Skip to content

[P1][Phase-3][experimental] Beijing Baseline Validation & 3×3 Model Grid Completion #55

@matercomus

Description

@matercomus

Metadata

  • Priority: P1-Major
  • Phase: Phase 3 (Before Publication)
  • Feasibility: experimental
  • Category: validation
  • Effort: 60-70 hours (3 models × 25 epochs × ~1 hour)
  • Dependencies: None (can run immediately)

Problem Statement

Beijing dataset currently has incomplete model coverage compared to Porto, and the vanilla baseline needs validation with additional random seeds to ensure reproducibility.

Current Model Coverage

Beijing (6 models - incomplete):

  • vanilla: 1 seed (seed42) ⚠️ Only 1 seed - needs validation
  • distilled: 2 seeds (seed42, seed44) - Missing seed43

Porto (9 models - complete):

  • vanilla: 3 seeds (42, 43, 44) ✅
  • distill_phase1: 3 seeds (42, 43, 44) ✅
  • distill_phase2: 3 seeds (42, 43, 44) ✅

Evidence of Problem

Concern: Beijing vanilla baseline (seed42) may have anomalies

  • Only 1 vanilla seed makes it impossible to verify consistency
  • Cannot compute cross-seed statistics (mean, std, confidence intervals)
  • Porto has 3 seeds for robustness - Beijing should match

Asymmetry: Beijing has 2 distilled but only 1 vanilla

  • Unbalanced comparison (2-seed distilled vs 1-seed vanilla)
  • Cannot apply cross-seed analysis tools (designed for N=3)
  • Porto's 3×3 grid enables robust statistical analysis

Required Changes

Option A: Minimal Validation (2 models, ~50 hours)

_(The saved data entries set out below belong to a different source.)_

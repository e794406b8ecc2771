//! Dialect-neutral shell commands.

use std::path::PathBuf;

/// One statement of a generated script.
#[derive(Debug, Clone, PartialEq, Eq)]
pub enum Command {
    Message(Message),
    Call(Call),
    Execute(Execute),
    Set(Set),
    Augment(Augment),
    Exit(Exit),
    ExitOnError(ExitOnError),
    /// Disable echoing of commands to the terminal.
    EchoOff,
    PersistError(PersistError),
    PushDirectory(PushDirectory),
    /// Return to the directory saved by the matching `PushDirectory`.
    PopDirectory,
    /// Shell-specific content emitted as-is.
    Raw(String),
}

/// Text displayed to the user, one `echo` per line.
#[derive(Debug, Clone, PartialEq, Eq)]
pub struct Message {
    pub value: String,
}

/// Run another script in the current scope; its changes persist.
#[derive(Debug, Clone, PartialEq, Eq)]
pub struct Call {
    pub command_line: String,
    pub exit_on_error: bool,
    pub exit_via_return: bool,
}

/// Run another executable; its changes do not persist.
#[derive(Debug, Clone, PartialEq, Eq)]
pub struct Execute {
    pub command_line: String,
    exit_on_error: bool,
    exit_via_return: bool,
}

/// Set a variable, replacing any existing value. `None` removes it.
#[derive(Debug, Clone, PartialEq, Eq)]
pub struct Set {
    pub name: String,
    pub values: Option<Vec<String>>,
}

/// Add values to a list variable unless they are already present.
#[derive(Debug, Clone, PartialEq, Eq)]
pub struct Augment {
    pub name: String,
    pub values: Vec<String>,
    pub append: bool,
}

#[derive(Debug, Clone, Default, PartialEq, Eq)]
pub struct Exit {
    pub pause_on_success: bool,
    pub pause_on_error: bool,
    pub return_code: Option<i32>,
}

/// Leave the script when the previous command (or a persisted variable) failed.
///
/// At most one of `variable_name` and `return_code` is set; the constructors
/// enforce this.
#[derive(Debug, Clone, Default, PartialEq, Eq)]
pub struct ExitOnError {
    variable_name: Option<String>,
    return_code: Option<i32>,
    pub use_return_statement: bool,
}

/// Save the last exit code into a variable.
#[derive(Debug, Clone, PartialEq, Eq)]
pub struct PersistError {
    pub variable_name: String,
}

/// Save the current directory and change to `value`, or to the script's own
/// directory when `None`.
#[derive(Debug, Clone, PartialEq, Eq)]
pub struct PushDirectory {
    pub value: Option<PathBuf>,
}

impl Command {
    pub fn message(value: impl Into<String>) -> Self {
        Self::Message(Message {
            value: value.into(),
        })
    }

    pub fn call(command_line: impl Into<String>) -> Self {
        Self::Call(Call::new(command_line))
    }

    pub fn execute(command_line: impl Into<String>) -> Self {
        Self::Execute(Execute::new(command_line))
    }

    pub fn set(name: impl Into<String>, value: impl Into<String>) -> Self {
        Self::Set(Set {
            name: name.into(),
            values: Some(vec![value.into()]),
        })
    }

    pub fn unset(name: impl Into<String>) -> Self {
        Self::Set(Set {
            name: name.into(),
            values: None,
        })
    }

    pub fn prepend(name: impl Into<String>, value: impl Into<String>) -> Self {
        Self::Augment(Augment {
            name: name.into(),
            values: vec![value.into()],
            append: false,
        })
    }

    pub fn persist_error(variable_name: impl Into<String>) -> Self {
        Self::PersistError(PersistError {
            variable_name: variable_name.into(),
        })
    }

    #[must_use]
    pub fn exit_with(return_code: i32) -> Self {
        Self::Exit(Exit {
            return_code: Some(return_code),
            ..Exit::default()
        })
    }
}

impl Call {
    pub fn new(command_line: impl Into<String>) -> Self {
        Self {
            command_line: command_line.into(),
            exit_on_error: true,
            exit_via_return: false,
        }
    }

    #[must_use]
    pub fn without_exit_on_error(mut self) -> Self {
        self.exit_on_error = false;
        self
    }
}

impl Execute {
    pub fn new(command_line: impl Into<String>) -> Self {
        Self {
            command_line: command_line.into(),
            exit_on_error: true,
            exit_via_return: false,
        }
    }

    #[must_use]
    pub fn without_exit_on_error(mut self) -> Self {
        self.exit_on_error = false;
        self.exit_via_return = false;
        self
    }

    /// Leave via `return` rather than `exit`; implies `exit_on_error`.
    #[must_use]
    pub fn exit_via_return(mut self) -> Self {
        self.exit_on_error = true;
        self.exit_via_return = true;
        self
    }

    #[must_use]
    pub fn exits_on_error(&self) -> bool {
        self.exit_on_error
    }

    #[must_use]
    pub fn exits_via_return(&self) -> bool {
        self.exit_via_return
    }
}

impl Set {
    /// Values joined with the dialect's list separator.
    #[must_use]
    pub fn joined(&self, separator: char) -> Option<String> {
        self.values
            .as_ref()
            .map(|values| values.join(&separator.to_string()))
    }
}

impl ExitOnError {
    /// Test the exit code of the previous command.
    #[must_use]
    pub fn last() -> Self {
        Self::default()
    }

    /// Test the exit code stored by an earlier [`PersistError`].
    pub fn from_variable(name: impl Into<String>) -> Self {
        Self {
            variable_name: Some(name.into()),
            ..Self::default()
        }
    }

    /// Test the previous command but leave with a fixed code.
    #[must_use]
    pub fn with_code(return_code: i32) -> Self {
        Self {
            return_code: Some(return_code),
            ..Self::default()
        }
    }

    #[must_use]
    pub fn via_return(mut self) -> Self {
        self.use_return_statement = true;
        self
    }

    #[must_use]
    pub fn variable_name(&self) -> Option<&str> {
        self.variable_name.as_deref()
    }

    #[must_use]
    pub fn return_code(&self) -> Option<i32> {
        self.return_code
    }
}

impl From<Call> for Command {
    fn from(value: Call) -> Self {
        Self::Call(value)
    }
}

impl From<Execute> for Command {
    fn from(value: Execute) -> Self {
        Self::Execute(value)
    }
}

impl From<ExitOnError> for Command {
    fn from(value: ExitOnError) -> Self {
        Self::ExitOnError(value)
    }
}

#[cfg(test)]
mod tests {
    use super::*;

    #[test]
    fn call_defaults_to_exit_on_error() {
        let call = Call::new("other.sh");
        assert!(call.exit_on_error);
        assert!(!call.exit_via_return);
        assert!(!call.without_exit_on_error().exit_on_error);
    }

    #[test]
    fn execute_exit_via_return_implies_exit_on_error() {
        let execute = Execute::new("tool").without_exit_on_error().exit_via_return();
        assert!(execute.exits_on_error());
        assert!(execute.exits_via_return());
    }

    #[test]
    fn disabling_exit_on_error_clears_return() {
        let execute = Execute::new("tool").exit_via_return().without_exit_on_error();
        assert!(!execute.exits_on_error());
        assert!(!execute.exits_via_return());
    }

    #[test]
    fn exit_on_error_constructors_are_exclusive() {
        let var = ExitOnError::from_variable("rc");
        assert_eq!(var.variable_name(), Some("rc"));
        assert_eq!(var.return_code(), None);

        let code = ExitOnError::with_code(3);
        assert_eq!(code.variable_name(), None);
        assert_eq!(code.return_code(), Some(3));
    }

    #[test]
    fn set_joined_uses_separator() {
        let set = Set {
            name: "PATH".into(),
            values: Some(vec!["/a".into(), "/b".into()]),
        };
        assert_eq!(set.joined(':').as_deref(), Some("/a:/b"));
        assert_eq!(set.joined(';').as_deref(), Some("/a;/b"));
    }

    #[test]
    fn unset_has_no_values() {
        let Command::Set(set) = Command::unset("FOO") else {
            panic!("expected Set");
        };
        assert!(set.values.is_none());
        assert!(set.joined(':').is_none());
    }
}
use std::path::PathBuf;

/// The activation entry point was invoked in a mode that cannot change the
/// caller's environment.
#[derive(Debug, Clone, PartialEq, Eq, thiserror::Error)]
pub enum GuardError {
    #[error("This script must be sourced (`source {script}`), not executed.")]
    NotSourced { script: String },

    #[error("This script must be dot-sourced (`. {script}`), not run in a new scope.")]
    NotDotSourced { script: String },

    #[error("PowerShell {minimum} or newer is required; found {found}.")]
    UnsupportedShellVersion { found: u32, minimum: u32 },
}

/// Errors raised while generating or executing the activation script.
///
/// None of these are shown to the user directly; the launcher folds them into
/// a failed exit code and the status block.
#[derive(Debug, thiserror::Error)]
pub enum ActivationError {
    #[error("failed to start generator '{program}': {source}")]
    GeneratorSpawn {
        program: String,
        #[source]
        source: std::io::Error,
    },

    #[error("failed to start interpreter '{program}': {source}")]
    ExecutorSpawn {
        program: String,
        #[source]
        source: std::io::Error,
    },

    #[error("invalid environment snapshot {}: {source}", path.display())]
    Snapshot {
        path: PathBuf,
        #[source]
        source: serde_json::Error,
    },

    #[error("environment was not captured after running {}", script.display())]
    SnapshotMissing { script: PathBuf },

    #[error("I/O error: {0}")]
    Io(#[from] std::io::Error),
}

#[derive(Debug, thiserror::Error)]
pub enum ConfigError {
    #[error("failed to read config file {}: {source}", path.display())]
    Read {
        path: PathBuf,
        #[source]
        source: std::io::Error,
    },

    #[error("failed to parse config file {}: {source}", path.display())]
    Parse {
        path: PathBuf,
        #[source]
        source: Box<toml::de::Error>,
    },

    #[error("invalid configuration: {0}")]
    Invalid(String),
}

Add 2 vanilla models to verify baseline:

  • vanilla_25epoch_seed43.pth
  • vanilla_25epoch_seed44.pth

Result: 3 vanilla + 2 distilled (sufficient for validation)

Runtime: 2 × 25 epochs × ~1 hour = 50 hours (~2.1 days)

Option B: Complete 3×3 Grid (3 models, ~75 hours) ✅ Recommended

Add 2 vanilla + 1 distilled to match Porto:

  • vanilla_25epoch_seed43.pth
  • vanilla_25epoch_seed44.pth
  • distilled_25epoch_seed43.pth

Result: 3 vanilla + 3 distilled (matches Porto's structure)

Runtime: 3 × 25 epochs × ~1 hour = 75 hours (~3.1 days)

Option C: Just One More Vanilla (1 model, ~25 hours)

Minimal risk mitigation:

  • vanilla_25epoch_seed43.pth

Result: 2 vanilla + 2 distilled (at least one validation point)

Runtime: 1 × 25 epochs × ~1 hour = 25 hours (~1 day)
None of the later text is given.